Jim Amidon — Tradition.

That’s the one word most often used to describe Wabash College by anyone who has attended the College, worked for the College, or in any way come into contact with the College.

Tradition.

Saturday, in grand style, Wabash renewed its fond tradition of inaugurating a new president with all the pomp and pageantry of a royal coronation. From trumpeters accompanying David Blix’s masterful organ prelude to the final academic recessional, the color, glory, and emotion of the inauguration ceremony was moving and joyous.

Presidents and their delegates from over 40 colleges and universities joined the Wabash community to celebrate the presidency of Patrick White. The Pioneer Chapel was overflowing with students, alumni, faculty, staff, and honored guests.

The voices of more than 40 members of the Wabash Glee Club rang out in the hallowed chapel; anthems that set the tone and carried the theme of the inauguration.

“In dreams begins responsibility,” wrote President White’s favorite poet, William Butler Yeats. The dreams for the future of Wabash College — and the responsibility for this generation to make those dreams come true — was at once grounded in Wabash tradition and forward-looking.

In his inaugural address, President White said, “We honor the past not by repeating what [our founders] did. We honor the past by embracing our time and our age with the vigor, the energy, the pride, the confidence, and the willingness to fight harder for what is right.

“Wabash has a tradition, but that tradition also is paradoxically a tradition of change and innovation.”

Innovation and change are words not often linked to tradition, but that seems to be the path Wabash will take as it positions itself for leadership in this century. Pat White is a man of ideas, of creative thought, and of conversation. The conversations about the future of the College will indeed be grounded in the past, but, the president said, we will not be afraid of new ideas and challenges.

“The best way I know to fail is to live in fear of action,” he told the crowd of more than 800.

White comes to Wabash at a time when the College is well positioned for national leadership in higher education. And according to Andy Ford, Wabash’s 14th president, Pat White is the perfect person for the job.

“Anyone who has stepped onto campus these past six months knows that no one has hit the ground running any better in his relationships with students than Pat White. No one. And when that is right, everything at the College is right. I can’t think of a more worthy successor,” Ford said at a ceremony at which his presidential portrait was unveiled.

At the founding of Wabash 175 years ago, the path for the College was clearly articulated: “The Institution be at first a classical and English High School, rising into the College as soon as the wants of the country demand.” 

White said, “The wants of the country [now] demand our achievements and leadership.”

White provided a glimpse of the future. He said Wabash will use its proven track record of educating men for leadership in society as a model for other colleges and universities at a time when the percentage of men attending college is dropping.
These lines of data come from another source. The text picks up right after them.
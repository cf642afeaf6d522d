//! Stream ingestion: transport lines in, parsed samples out to the [`SampleBuffer`].
//!
//! The ingestor pulls lines from a [`LineTransport`], parses each one and stores valid
//! samples. A bad line is counted and dropped; ingestion only ends when the transport
//! reports end of stream, fails, or a stop is requested.
//!
//! ```no_run
//! use std::sync::Arc;
//! use hexapod_telemetry::data::SampleBuffer;
//! use hexapod_telemetry::ingest::{ReaderTransport, StreamIngestor};
//!
//! # async fn run() -> hexapod_telemetry::error::AppResult<()> {
//! let ingestor = StreamIngestor::new(Arc::new(SampleBuffer::default()));
//! let handle = ingestor.spawn(ReaderTransport::open("capture.log").await?);
//! // ... read ingestor.snapshot() periodically ...
//! let exit = handle.stop().await?;
//! println!("{exit:?}: {:?}", ingestor.stats().snapshot());
//! # Ok(())
//! # }
//! ```

pub mod demo;
#[cfg(feature = "serial")]
pub mod serial;
pub mod transport;

pub use demo::DemoTransport;
#[cfg(feature = "serial")]
pub use serial::{SerialTransport, SerialTransportBuilder};
pub use transport::{LineSplitter, LineTransport, ReaderTransport, MAX_LINE_LEN};

use crate::data::SampleBuffer;
use crate::error::AppResult;
use crate::geometry::LegIndex;
use crate::parser::{self, ParseError, ParseFailureKind};
use crate::sample::LegSample;
use serde::Serialize;
use std::collections::BTreeMap;
use std::future::Future;
use std::sync::atomic::{AtomicU64, Ordering};
use std::sync::Arc;
use tokio::sync::oneshot;
use tokio::task::JoinHandle;
use tracing::{debug, error, info, trace, warn};

/// Line counters, updated by the ingestion task.
///
/// Every counter only increases. `lines_total` is bumped after the outcome counter, so
/// a concurrent reader may see it lag by a line; once ingestion is idle
/// `lines_total == valid + malformed + truncated + invalid_index`.
#[derive(Debug, Default)]
pub struct IngestStats {
    lines_total: AtomicU64,
    valid: AtomicU64,
    malformed: AtomicU64,
    truncated: AtomicU64,
    invalid_index: AtomicU64,
}

/// Point-in-time copy of [`IngestStats`].
#[derive(Debug, Clone, Copy, Default, PartialEq, Eq, Serialize)]
pub struct IngestStatsSnapshot {
    /// Lines read from the transport
    pub lines_total: u64,
    /// Lines that produced a sample
    pub valid: u64,
    /// Structurally wrong lines
    pub malformed: u64,
    /// Lines cut off mid-record
    pub truncated: u64,
    /// Well-formed lines naming a leg outside 0-5
    pub invalid_index: u64,
}

impl IngestStatsSnapshot {
    /// Lines that did not produce a sample.
    pub fn rejected(&self) -> u64 {
        self.malformed + self.truncated + self.invalid_index
    }

    /// True when the outcome counters account for every line.
    pub fn is_balanced(&self) -> bool {
        self.lines_total == self.valid + self.rejected()
    }
}

impl IngestStats {
    /// Creates zeroed counters.
    pub fn new() -> Self {
        Self::default()
    }

    fn record(&self, outcome: Result<(), ParseFailureKind>) {
        let counter = match outcome {
            Ok(()) => &self.valid,
            Err(ParseFailureKind::Malformed) => &self.malformed,
            Err(ParseFailureKind::Truncated) => &self.truncated,
            Err(ParseFailureKind::InvalidLegIndex) => &self.invalid_index,
        };
        counter.fetch_add(1, Ordering::Relaxed);
        self.lines_total.fetch_add(1, Ordering::Release);
    }

    /// Copies the counters.
    pub fn snapshot(&self) -> IngestStatsSnapshot {
        let lines_total = self.lines_total.load(Ordering::Acquire);
        IngestStatsSnapshot {
            lines_total,
            valid: self.valid.load(Ordering::Relaxed),
            malformed: self.malformed.load(Ordering::Relaxed),
            truncated: self.truncated.load(Ordering::Relaxed),
            invalid_index: self.invalid_index.load(Ordering::Relaxed),
        }
    }
}

/// Why an ingestion run ended without error.
#[derive(Debug, Clone, Copy, PartialEq, Eq)]
pub enum IngestExit {
    /// The transport has no more lines
    EndOfStream,
    /// A stop was requested
    Stopped,
}

/// Parses transport lines into a shared [`SampleBuffer`].
///
/// Cloning is cheap; clones share the buffer and the counters.
#[derive(Debug, Clone)]
pub struct StreamIngestor {
    buffer: Arc<SampleBuffer>,
    stats: Arc<IngestStats>,
}

impl StreamIngestor {
    /// Creates an ingestor writing into `buffer`.
    pub fn new(buffer: Arc<SampleBuffer>) -> Self {
        Self {
            buffer,
            stats: Arc::new(IngestStats::new()),
        }
    }

    /// Buffer samples are written to.
    pub fn buffer(&self) -> &Arc<SampleBuffer> {
        &self.buffer
    }

    /// Line counters.
    pub fn stats(&self) -> &Arc<IngestStats> {
        &self.stats
    }

    /// Latest sample of every leg that has reported.
    pub fn snapshot(&self) -> BTreeMap<LegIndex, LegSample> {
        self.buffer.snapshot()
    }

    /// Parses and stores a single line, updating the counters.
    pub fn ingest_line(&self, line: &str) -> Result<LegSample, ParseError> {
        match parser::parse(line) {
            Ok(sample) => {
                self.buffer.put(sample);
                self.stats.record(Ok(()));
                Ok(sample)
            }
            Err(e) => {
                let kind = e.kind();
                self.stats.record(Err(kind));
                match kind {
                    ParseFailureKind::Malformed => trace!(error = %e, line, "Dropped line"),
                    _ => debug!(error = %e, line, "Dropped line"),
                }
                Err(e)
            }
        }
    }

    /// Reads `transport` until it ends, fails, or `stop` completes, then closes it.
    ///
    /// A pending read is abandoned when `stop` fires; a partial line is not parsed.
    pub async fn run<T, S>(&self, transport: &mut T, stop: S) -> AppResult<IngestExit>
    where
        T: LineTransport + ?Sized,
        S: Future<Output = ()>,
    {
        let source = transport.describe();
        info!(%source, "Ingestion started");
        tokio::pin!(stop);

        let outcome = loop {
            tokio::select! {
                biased;
                _ = &mut stop => break Ok(IngestExit::Stopped),
                line = transport.next_line() => match line {
                    Ok(Some(line)) => {
                        let _ = self.ingest_line(&line);
                    }
                    Ok(None) => break Ok(IngestExit::EndOfStream),
                    Err(e) => {
                        error!(%source, error = %e, "Transport failed");
                        break Err(e);
                    }
                },
            }
        };

        if let Err(e) = transport.close().await {
            warn!(%source, error = %e, "Failed to close transport");
        }

        let stats = self.stats.snapshot();
        info!(
            %source,
            exit = ?outcome.as_ref().ok(),
            lines = stats.lines_total,
            valid = stats.valid,
            rejected = stats.rejected(),
            "Ingestion finished"
        );
        outcome
    }

    /// Runs ingestion on its own tokio task.
    ///
    /// Dropping the returned handle also stops the task.
    pub fn spawn<T>(&self, mut transport: T) -> IngestHandle
    where
        T: LineTransport + 'static,
    {
        let (shutdown_tx, shutdown_rx) = oneshot::channel::<()>();
        let ingestor = self.clone();
        let task = tokio::spawn(async move {
            let stop = async move {
                let _ = shutdown_rx.await;
            };
            ingestor.run(&mut transport, stop).await
        });

        IngestHandle {
            shutdown_tx: Some(shutdown_tx),
            task,
            stats: Arc::clone(&self.stats),
        }
    }
}

/// Handle to a spawned ingestion task.
#[derive(Debug)]
pub struct IngestHandle {
    shutdown_tx: Option<oneshot::Sender<()>>,
    task: JoinHandle<AppResult<IngestExit>>,
    stats: Arc<IngestStats>,
}

impl IngestHandle {
    /// Counters of the running task.
    pub fn stats(&self) -> &Arc<IngestStats> {
        &self.stats
    }

    /// True once the task has ended on its own or after a stop.
    pub fn is_finished(&self) -> bool {
        self.task.is_finished()
    }

    /// Requests a stop and waits for the task to close its transport.
    pub async fn stop(mut self) -> AppResult<IngestExit> {
        if let Some(shutdown_tx) = self.shutdown_tx.take() {
            let _ = shutdown_tx.send(());
        }
        self.join().await
    }

    /// Waits for the task to end without requesting a stop.
    pub async fn join(mut self) -> AppResult<IngestExit> {
        // keep the sender alive so waiting does not count as a stop request
        let _shutdown_tx = self.shutdown_tx.take();
        (&mut self.task).await?
    }
}
impl HexapodConfig {
    /// The reference hexapod: six legs on a 0.2 x 0.15 x 0.05 m body.
    pub fn default_config() -> Self {
        let legs = DEFAULT_LEGS
            .iter()
            .enumerate()
            .map(|(i, (name, position, rotation))| {
                (
                    i.to_string(),
                    LegConfig {
                        name: (*name).to_string(),
                        position: position.to_vec(),
                        rotation: *rotation,
                        link_lengths: DEFAULT_LINK_LENGTHS.to_vec(),
                        joint_angle_offsets: vec![0.0; 3],
                    },
                )
            })
            .collect();

        Self {
            application: ApplicationConfig::default(),
            serial: SerialConfig::default(),
            robot: RobotConfig {
                body: BodyDimensions {
                    length: 0.2,
                    width: 0.15,
                    height: 0.05,
                },
                legs,
            },
            visualization: VisualizationConfig::default(),
            data: DataConfig::default(),
        }
    }

    /// Loads and validates configuration from `path`, applying `HEXAPOD_` overrides.
    pub fn load_from<P: AsRef<Path>>(path: P) -> Result<Self, ConfigError> {
        Self::load_with_env(path, ENV_PREFIX)
    }

    /// Like [`HexapodConfig::load_from`] with a custom environment prefix.
    pub fn load_with_env<P: AsRef<Path>>(path: P, env_prefix: &str) -> Result<Self, ConfigError> {
        let path = path.as_ref();
        if !path.exists() {
            return Err(ConfigError::NotFound(path.display().to_string()));
        }

        let base = match ConfigFormat::from_path(path) {
            ConfigFormat::Toml => Figment::from(Toml::file(path)),
            ConfigFormat::Yaml => {
                let text = std::fs::read_to_string(path)?;
                Figment::from(Serialized::defaults(yaml_document(&text)?))
            }
        };

        let config: Self = base
            .merge(Env::prefixed(env_prefix).split("__"))
            .extract()?;
        config.validate()?;

        tracing::debug!(path = %path.display(), "Loaded configuration");
        Ok(config)
    }

    /// Checks every value against its documented range, including the leg table.
    pub fn validate(&self) -> Result<(), ConfigError> {
        let valid_levels = ["trace", "debug", "info", "warn", "error"];
        if !valid_levels.contains(&self.application.log_level.to_lowercase().as_str()) {
            return Err(ConfigError::invalid(
                "application.log_level",
                format!(
                    "'{}' is not one of: {}",
                    self.application.log_level,
                    valid_levels.join(", ")
                ),
            ));
        }

        validation::is_not_empty(&self.serial.port)
            .map_err(|e| ConfigError::invalid("serial.port", e))?;
        validation::is_standard_baud_rate(self.serial.baudrate)
            .map_err(|e| ConfigError::invalid("serial.baudrate", e))?;
        validation::is_positive(self.serial.timeout_secs)
            .map_err(|e| ConfigError::invalid("serial.timeout_secs", e))?;

        let body = &self.robot.body;
        for (field, value) in [
            ("robot.body.length", body.length),
            ("robot.body.width", body.width),
            ("robot.body.height", body.height),
        ] {
            validation::is_positive(value).map_err(|e| ConfigError::invalid(field, e))?;
        }

        let vis = &self.visualization;
        validation::is_in_range(vis.update_rate, 1..=120)
            .map_err(|_| ConfigError::invalid("visualization.update_rate", "must be 1-120"))?;
        validation::is_in_range(vis.buffer_size, 10..=1000)
            .map_err(|_| ConfigError::invalid("visualization.buffer_size", "must be 10-1000"))?;
        for (name, rgb) in &vis.colors {
            validation::is_rgb(rgb)
                .map_err(|e| ConfigError::invalid(format!("visualization.colors.{name}"), e))?;
        }

        validation::is_in_range(self.data.smoothing_window, 1..=50)
            .map_err(|_| ConfigError::invalid("data.smoothing_window", "must be 1-50"))?;

        self.robot_geometry().map(|_| ())
    }

    /// Builds the validated robot geometry from the leg table.
    ///
    /// # Errors
    /// [`ConfigError::ExtraLegs`] for keys other than "0" to "5",
    /// [`ConfigError::MissingLegs`] when any of the six is absent, and any error from
    /// [`LegGeometry::new`].
    pub fn robot_geometry(&self) -> Result<RobotGeometry, ConfigError> {
        let mut slots: [Option<(&String, &LegConfig)>; LEG_COUNT] = Default::default();
        let mut extra = Vec::new();

        for (key, leg) in &self.robot.legs {
            let Some(index) = key.trim().parse::<u8>().ok().and_then(LegIndex::new) else {
                extra.push(key.clone());
                continue;
            };
            let slot = &mut slots[index.as_usize()];
            if let Some((first, _)) = slot {
                return Err(ConfigError::invalid(
                    "robot.legs",
                    format!("keys '{first}' and '{key}' both name leg {index}"),
                ));
            }
            *slot = Some((key, leg));
        }
        if !extra.is_empty() {
            return Err(ConfigError::ExtraLegs(extra));
        }

        let missing: Vec<u8> = LegIndex::ALL
            .iter()
            .filter(|leg| slots[leg.as_usize()].is_none())
            .map(|leg| leg.get())
            .collect();
        if !missing.is_empty() {
            return Err(ConfigError::MissingLegs(missing));
        }

        let mut legs = Vec::with_capacity(LEG_COUNT);
        for (index, slot) in LegIndex::ALL.into_iter().zip(slots) {
            let Some((_, leg)) = slot else {
                return Err(ConfigError::MissingLegs(vec![index.get()]));
            };
            legs.push(leg.to_geometry(index)?);
        }
        let legs: [LegGeometry; LEG_COUNT] = legs
            .try_into()
            .map_err(|_| ConfigError::invalid("robot.legs", "expected six legs"))?;

        Ok(RobotGeometry::new(self.robot.body, legs))
    }

    /// Serializes the configuration in the format implied by `path` and writes it there.
    pub fn write_to<P: AsRef<Path>>(&self, path: P) -> Result<(), ConfigError> {
        let path = path.as_ref();
        let text = match ConfigFormat::from_path(path) {
            ConfigFormat::Toml => {
                toml::to_string_pretty(self).map_err(|e| ConfigError::Serialize(e.to_string()))?
            }
            ConfigFormat::Yaml => {
                serde_yaml::to_string(self).map_err(|e| ConfigError::Serialize(e.to_string()))?
            }
        };
        std::fs::write(path, text)?;
        tracing::info!(path = %path.display(), "Default configuration written");
        Ok(())
    }

    /// Writes [`HexapodConfig::default_config`] to `path`.
    pub fn write_default<P: AsRef<Path>>(path: P) -> Result<(), ConfigError> {
        Self::default_config().write_to(path)
    }
}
“We have more to learn,” he said, “but we have much to teach.”

He used that theme to share how the Center of Inquiry in the Liberal Arts — through its National Study of Liberal Arts Education — is providing ideas for the most effective pedagogical practices.

He said Wabash’s Malcolm X Institute of Black Studies, Unidos Por Sangre (the Hispanic student organization), and the growing international student population at Wabash can provide the basis for an improved understanding of diversity and difference.

“We have more to learn, but we have much to teach,” he echoed.

He concluded his address looking squarely into the eyes of the assembled students:

“We will ask the difficult questions of our time and we will never tire. In our uncommon dream — the uncommon dream of Wabash College — lies the common good of our country and our world, and we will pursue that dream with our whole heart, our whole mind, and our whole spirit.”

Under President Pat White, Wabash will dream of a future of leadership, and in keeping with tradition, shall shoulder the responsibility for realizing those dreams through conversation, through deeds, and through action.